[Records from a data source]
---------------
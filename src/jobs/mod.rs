pub mod profit_cycle_sync;
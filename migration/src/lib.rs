pub use sea_orm_migration::prelude::*;

mod m20261001_000001_create_niches;
mod m20261001_000002_create_products;
mod m20261002_000001_create_sales;
mod m20261002_000002_create_customer_ltv;
mod m20261003_000001_create_daily_revenue;
mod m20261005_000001_create_profit_ledger;
mod m20261007_000001_create_automation_runs;
mod m20261007_000002_create_sync_status;

pub struct Migrator;

#[async_trait::async_trait]
impl MigratorTrait for Migrator {
    fn migrations() -> Vec<Box<dyn MigrationTrait>> {
        vec![
            Box::new(m20261001_000001_create_niches::Migration),
            Box::new(m20261001_000002_create_products::Migration),
            Box::new(m20261002_000001_create_sales::Migration),
            Box::new(m20261002_000002_create_customer_ltv::Migration),
            Box::new(m20261003_000001_create_daily_revenue::Migration),
            Box::new(m20261005_000001_create_profit_ledger::Migration),
            Box::new(m20261007_000001_create_automation_runs::Migration),
            Box::new(m20261007_000002_create_sync_status::Migration),
        ]
    }
}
---------------
Your assignment: The lines to reproduce run from the one that contains "mod m20261002_000002_create_customer_ltv;" through the last line above; copy them exactly.

Exercise solution:
mod m20261002_000002_create_customer_ltv;
mod m20261003_000001_create_daily_revenue;
mod m20261005_000001_create_profit_ledger;
mod m20261007_000001_create_automation_runs;
mod m20261007_000002_create_sync_status;

pub struct Migrator;

#[async_trait::async_trait]
impl MigratorTrait for Migrator {
    fn migrations() -> Vec<Box<dyn MigrationTrait>> {
        vec![
            Box::new(m20261001_000001_create_niches::Migration),
            Box::new(m20261001_000002_create_products::Migration),
            Box::new(m20261002_000001_create_sales::Migration),
            Box::new(m20261002_000002_create_customer_ltv::Migration),
            Box::new(m20261003_000001_create_daily_revenue::Migration),
            Box::new(m20261005_000001_create_profit_ledger::Migration),
            Box::new(m20261007_000001_create_automation_runs::Migration),
            Box::new(m20261007_000002_create_sync_status::Migration),
        ]
    }
}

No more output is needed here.